2.  Most of this area is State Forest under the administration of the GFC (12.600 Mha, of which 12.143 Mha are forested) and State Lands under the administration of the Guyana Lands and Surveys Commission (4.070 Mha, of which 2.452 Mha are forested).

3.  The National Protected Areas System is administered by its own Commission, with 1.139 Mha of which 1.092 Mha are forested. 

4. Thus the State administers 87 per cent of the total forest area (12.143+2.452+1.092=15.687 Mha out of 18.070 Mha).

5.  In addition to these State-administered 15.687 Mha there are 2.299 Mha of forest in titled Amerindian Village Lands (that is, under statutory control by the Indigenous Peoples).  Forest products crossing the boundary between State and Amerindian titled lands are subject to GFC control, in that the products must be accompanied by a GFC-issued removal permit.

6.  The State-administered forests are not pristine.  In the last year of published records (GFC/FSIR for 2020), the 17 GFC-issued long-term logging concessions covered 2.126 Mha and the 549 GFC-issued short-term logging concessions covered 2.319 Mha. Five exploratory concessions allow logging and cover 0.729 Mha.  In State Lands, 10 leases allow logging and cover 0.011 Mha.  Most of these 5.185 Mha have been logged repeatedly and highly selectively for the small number of timbers preferred by the local market and the export log markets in China and India.  There is no formal reforestation or post-logging silviculture to restore the slow-growing natural tropical rainforest.  Direct deforestation from logging (roads) was assessed at only 6,099 ha for 1990-2021, including 228 ha in 2021 which emitted 0.240 Mt CO2e, while forest degradation (logging loss and skid trails) emitted 3.269 Mt CO2e in 2021.

7.  The rate of artisanal hydraulic gold mining is closely linked to the London bullion market price for gold.  The high price in 2012-3 was associated with deforestation of 13,664 ha and 11,518 ha but loss of forest dropped to 6,825 ha in 2021.  Contrary to the government Mining Regulations 2005 there is no reforestation of the open mining pits, partly because the tailings are reworked when the gold price rises.  Summing the estimates of deforestation by mining (0.102 Mha for 1990-2021) results in a probable over-estimation because of the re-working of the tailings.

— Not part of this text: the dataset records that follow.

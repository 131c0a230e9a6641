//! Typed configuration for the resolution cache and the capture pipeline.

use std::path::PathBuf;
use std::time::Duration;

use crate::policy::DnsPolicy;

/// Time-to-live for cached answers.
pub const CACHE_TTL: Duration = Duration::from_secs(10 * 60);

/// Capacity of each capture session's command queue.
pub const CAPTURE_QUEUE_CAPACITY: usize = 8;

/// Default directory for capture artifacts.
pub const CAPTURE_DIR: &str = "./temp";

#[derive(Debug, Clone, Default)]
pub struct Config {
    pub dns: DnsConfig,
    pub capture: CaptureConfig,
}

#[derive(Debug, Clone)]
pub struct DnsConfig {
    pub cache_ttl: Duration,
    pub policy: DnsPolicy,
}

impl Default for DnsConfig {
    fn default() -> Self {
        Self {
            cache_ttl: CACHE_TTL,
            policy: DnsPolicy::default(),
        }
    }
}

#[derive(Debug, Clone)]
pub struct CaptureConfig {
    /// Directory where `{id}_request.txt` / `{id}_response.txt` are written.
    pub dir: PathBuf,
    pub queue_capacity: usize,
}

impl CaptureConfig {
    pub fn new(dir: impl Into<PathBuf>) -> Self {
        Self {
            dir: dir.into(),
            queue_capacity: CAPTURE_QUEUE_CAPACITY,
        }
    }
}

impl Default for CaptureConfig {
    fn default() -> Self {
        Self::new(CAPTURE_DIR)
    }
}
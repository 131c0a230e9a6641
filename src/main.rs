use clap::Parser;
use std::io;
use std::path::PathBuf;
use std::sync::Arc;
use std::time::Duration;
use tracing::{error, info, warn};

use shuttle::config::CAPTURE_DIR;
use shuttle::policy::{DnsPolicy, DnsRule};
use shuttle::{CaptureConfig, CaptureRegistry, Config, DnsCache, DnsConfig, SystemResolver};

#[derive(Parser)]
#[command(name = "shuttle")]
#[command(about = "Cached domain resolution with per-connection capture", long_about = None)]
struct Args {
    /// Domains to resolve through the cache
    domains: Vec<String>,

    /// Directory for captured request/response artifacts
    #[arg(short, long, default_value = CAPTURE_DIR)]
    capture_dir: PathBuf,

    /// Time-to-live for cached answers, in seconds
    #[arg(short, long, default_value = "600")]
    ttl_secs: u64,

    /// Domain pattern resolved remotely, bypassing the cache (e.g. "*google.com")
    #[arg(short, long = "remote-resolve")]
    remote_resolve: Vec<String>,

    /// Log level (trace, debug, info, warn, error)
    #[arg(short, long, default_value = "info")]
    log_level: String,
}

impl Args {
    fn config(&self) -> Config {
        let rules = self
            .remote_resolve
            .iter()
            .map(|pattern| DnsRule::new(pattern.as_str(), true))
            .collect();

        Config {
            dns: DnsConfig {
                cache_ttl: Duration::from_secs(self.ttl_secs),
                policy: DnsPolicy {
                    rules,
                    ..DnsPolicy::default()
                },
            },
            capture: CaptureConfig::new(&self.capture_dir),
        }
    }
}

fn init_logging(level: &str) {
    let max_level = level.parse().unwrap_or(tracing::Level::INFO);

    tracing_subscriber::fmt()
        .with_target(false)
        .with_thread_ids(false)
        .with_level(true)
        .with_max_level(max_level)
        .init();
}

async fn run(args: Args) -> io::Result<()> {
    let config = args.config();

    let capture = CaptureRegistry::new(&config.capture);
    if let Err(e) = capture.clear().await {
        error!(error = %e, "failed to prepare capture directory");
        return Err(io::Error::other(e));
    }

    let cache = Arc::new(DnsCache::new(SystemResolver, &config.dns));
    cache.run().map_err(io::Error::other)?;

    let upstreams: Vec<_> = cache.policy().servers.iter().map(|s| s.to_string()).collect();
    info!(
        ttl_secs = config.dns.cache_ttl.as_secs(),
        upstreams = %upstreams.join(", "),
        capture_dir = %config.capture.dir.display(),
        "shuttle started"
    );

    // Each domain is looked up twice so the second pass is served from cache.
    let mut id = 0u64;
    for _ in 0..2 {
        for domain in &args.domains {
            id += 1;
            let _session = capture.init_session(id);
            capture.write_request(id, domain.as_bytes()).await;

            let lookup = {
                let cache = Arc::clone(&cache);
                let domain = domain.clone();
                tokio::task::spawn_blocking(move || cache.resolve_with_cache(&domain))
            };
            match lookup.await.map_err(io::Error::other)? {
                Ok(answer) => {
                    let addresses: Vec<_> =
                        answer.addresses.iter().map(|a| a.to_string()).collect();
                    let line = addresses.join(" ");
                    capture.write_response(id, line.as_bytes()).await;
                    info!(id, domain = %answer.domain, addresses = %line, "resolved");
                }
                Err(e) => warn!(id, domain = %domain, error = %e, "resolve failed"),
            }

            capture.complete(id).await;
        }
    }

    let stats = cache.stats_snapshot_and_reset();
    info!(
        cache = cache.len(),
        lookups = stats.lookups,
        hits = stats.hits,
        misses = stats.misses,
        bypassed = stats.bypassed,
        failures = stats.failures,
        evicted = stats.evicted,
        hit_ratio = %format!("{:.2}", stats.hit_ratio),
        "[stats]"
    );

    capture.shutdown().await;
    cache.shutdown().await;
    Ok(())
}

fn main() -> io::Result<()> {
    let args = Args::parse();
    init_logging(&args.log_level);

    let rt = tokio::runtime::Builder::new_current_thread()
        .enable_all()
        .build()?;

    rt.block_on(run(args))
}
//! Per-connection capture worker.
//!
//! Each session is a single task that owns its request and response buffers
//! and consumes [`CaptureCommand`]s from a bounded queue. Nothing else ever
//! touches the buffers, so the worker needs no locking. The worker flushes
//! on `Close` or when every sender has gone away, then exits.

use tokio::sync::mpsc;
use tokio::task::JoinHandle;
use tracing::{error, trace};

use super::sink::ArtifactDir;
use super::types::{CaptureCommand, Direction, SessionState};

pub(crate) struct SessionWorker {
    id: u64,
    request: Vec<u8>,
    response: Vec<u8>,
    commands: mpsc::Receiver<CaptureCommand>,
    sink: ArtifactDir,
    state: SessionState,
}

impl SessionWorker {
    /// Spawn a worker for `id` and return its queue and task handle.
    ///
    /// Panics if called outside a tokio runtime.
    pub(crate) fn spawn(
        id: u64,
        capacity: usize,
        sink: ArtifactDir,
    ) -> (mpsc::Sender<CaptureCommand>, JoinHandle<()>) {
        let (tx, rx) = mpsc::channel(capacity.max(1));
        let worker = Self {
            id,
            request: Vec::new(),
            response: Vec::new(),
            commands: rx,
            sink,
            state: SessionState::Created,
        };
        (tx, tokio::spawn(worker.run()))
    }

    async fn run(mut self) {
        self.transition(SessionState::Accumulating);

        while let Some(command) = self.commands.recv().await {
            match command {
                CaptureCommand::Append { direction, data } => {
                    let buf = match direction {
                        Direction::Request => &mut self.request,
                        Direction::Response => &mut self.response,
                    };
                    buf.extend_from_slice(&data);
                    trace!(
                        id = self.id,
                        direction = direction.as_str(),
                        bytes = data.len(),
                        "captured"
                    );
                }
                CaptureCommand::Close => break,
            }
        }

        self.flush().await;
    }

    async fn flush(&mut self) {
        self.transition(SessionState::Flushing);
        self.commands.close();

        if let Err(e) = self.sink.write(self.id, Direction::Request, &self.request).await {
            error!(id = self.id, error = %e, "save request failed");
        }
        if let Err(e) = self.sink.write(self.id, Direction::Response, &self.response).await {
            error!(id = self.id, error = %e, "save response failed");
        }

        self.transition(SessionState::Terminated);
    }

    fn transition(&mut self, next: SessionState) {
        trace!(id = self.id, from = ?self.state, to = ?next, "session state");
        self.state = next;
    }
}
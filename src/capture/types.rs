//! Common types used across the capture pipeline.

/// Which side of a connection captured bytes belong to.
#[derive(Debug, Clone, Copy, PartialEq, Eq, Hash)]
pub enum Direction {
    /// Bytes the client sent towards the remote end.
    Request,
    /// Bytes the remote end sent back to the client.
    Response,
}

impl Direction {
    pub fn as_str(self) -> &'static str {
        match self {
            Direction::Request => "request",
            Direction::Response => "response",
        }
    }
}

/// Instruction consumed by a session worker, strictly in send order.
#[derive(Debug)]
pub enum CaptureCommand {
    Append { direction: Direction, data: Vec<u8> },
    Close,
}

/// Lifecycle of a capture session. Only `Accumulating` absorbs appends.
#[derive(Debug, Clone, Copy, PartialEq, Eq)]
pub enum SessionState {
    Created,
    Accumulating,
    Flushing,
    Terminated,
}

8. There are no formal policies to limit logging, deforestation or forest degradation, in spite of the hopes in the Norway-Guyana Memorandum of Understanding (MoU) 2009-2015 for positive policy changes.  It is therefore quite incorrect to refer to REDD+ projects in Guyana, where the only reduction has been due to less gold mining after the high price in 2012-3 and not to any changes in government policies or practices.  Even during the undemanding requirements of the MoU, Guyana was penalised under the Norwegian agreement for allowing the log production rate to rise above the agreed limit.

2.1 The Government of Guyana can trade carbon credits generated from the State-administered 15.687 Mha of forest.  However, the State does not control the management of the 2.299 Mha of forest in titled Amerindian Village Lands, contrary to Winrock/ART’s assertion in its Press release on December 01, 2022 (‘Endorsement for the government to sell credits from Guyana’s Indigenous lands — both titled and untitled – including the terms of benefit sharing, was given by the National Toshaos’ Council, which includes leaders elected by each community and is the legal representative of Indigenous peoples in Guyana.’)

2.2 The Winrock/ART claim to be able to sell carbon credits from Amerindian forest resources is therefore false, without the agreement of each such Village or Community at a general meeting.  We wonder if the Executive, Board, and shareholders of Hess Corporation (USA) are aware that some of what they are buying is not actually for sale?